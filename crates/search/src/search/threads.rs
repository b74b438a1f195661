//! Thread-granularity rendering: summaries and bare thread ids

use chrono::{DateTime, Utc};

use super::SearchOptions;
use super::window::RenderWindow;
use crate::display::{relative_date, sanitize};
use crate::engine::{MailIndex, Query, Sort, boolean_term};
use crate::error::Result;
use crate::models::Thread;
use crate::printer::Printer;

/// Render the threads matching `query` through `format`.
///
/// `threads_only` emits just the thread id per record; otherwise each
/// record is a full summary.
pub(crate) fn print_thread_results(
    index: &dyn MailIndex,
    query: &Query,
    opts: &SearchOptions,
    format: &mut dyn Printer,
    threads_only: bool,
) -> Result<()> {
    let window = RenderWindow::resolve(opts.offset, opts.limit, || index.count_threads(query))?;
    let threads = index.search_threads(query)?;
    let now = Utc::now();

    format.begin_list()?;
    for (i, thread) in threads.enumerate() {
        if window.is_done(i) {
            break;
        }
        if !window.contains(i) {
            continue;
        }

        if threads_only {
            format.set_prefix("thread");
            format.string(thread.id.as_str())?;
            format.separator()?;
        } else {
            print_thread_summary(&thread, opts, format, now)?;
        }
    }
    format.end()?;

    Ok(())
}

fn print_thread_summary(
    thread: &Thread,
    opts: &SearchOptions,
    format: &mut dyn Printer,
    now: DateTime<Utc>,
) -> Result<()> {
    let date = match opts.sort {
        Sort::OldestFirst => thread.oldest_date,
        Sort::NewestFirst => thread.newest_date,
    };
    let date_relative = relative_date(date, now);

    if format.is_text() {
        let mut line = format!(
            "thread:{} {:>12} [{}/{}] {}; {} (",
            thread.id.as_str(),
            date_relative,
            thread.matched_count,
            thread.total_count,
            sanitize(&thread.authors),
            sanitize(&thread.subject),
        );
        for (i, tag) in thread.tags.iter().enumerate() {
            if i > 0 {
                line.push(' ');
            }
            line.push_str(tag);
        }
        line.push(')');
        format.string(&line)?;
        format.separator()?;
    } else {
        format.begin_map()?;
        format.map_key("thread")?;
        format.string(thread.id.as_str())?;
        format.map_key("timestamp")?;
        format.integer(date.timestamp())?;
        format.map_key("date_relative")?;
        format.string(&date_relative)?;
        format.map_key("matched")?;
        format.integer(thread.matched_count as i64)?;
        format.map_key("total")?;
        format.integer(thread.total_count as i64)?;
        format.map_key("authors")?;
        format.string(&thread.authors)?;
        format.map_key("subject")?;
        format.string(&thread.subject)?;

        if opts.format_version >= 2 {
            let (matched_query, unmatched_query) = thread_queries(thread);
            format.map_key("query")?;
            format.begin_list()?;
            match &matched_query {
                Some(q) => format.string(q)?,
                None => format.null()?,
            }
            match &unmatched_query {
                Some(q) => format.string(q)?,
                None => format.null()?,
            }
            format.end()?;
        }

        format.map_key("tags")?;
        format.begin_list()?;
        for tag in &thread.tags {
            format.string(tag)?;
        }
        format.end()?;

        format.end()?;
        format.separator()?;
    }

    Ok(())
}

/// Build two stable query strings identifying exactly the matched and
/// unmatched messages of `thread`.
///
/// Each message contributes an `id:` term to the buffer matching its flag.
/// `id` is an exclusive prefix, so successive terms are implicitly OR'd and
/// a single space joins them. A side with no messages yields `None`, not an
/// empty string.
pub fn thread_queries(thread: &Thread) -> (Option<String>, Option<String>) {
    let mut matched: Option<String> = None;
    let mut unmatched: Option<String> = None;

    for member in &thread.members {
        let term = boolean_term("id", member.id.as_str());
        let buf = if member.matched {
            &mut matched
        } else {
            &mut unmatched
        };
        match buf {
            Some(q) => {
                q.push(' ');
                q.push_str(&term);
            }
            None => *buf = Some(term),
        }
    }

    (matched, unmatched)
}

════════════════

TASK BRIEF: The expected response is the material above given again line by line, from its first line to the line holding "use super::window::RenderWindow;", inclusive.

ANSWER SPACE:
filename crates/search/src/search/threads.rs
repository b74b438a1f195661
//! Thread-granularity rendering: summaries and bare thread ids

use chrono::{DateTime, Utc};

use super::SearchOptions;
use super::window::RenderWindow;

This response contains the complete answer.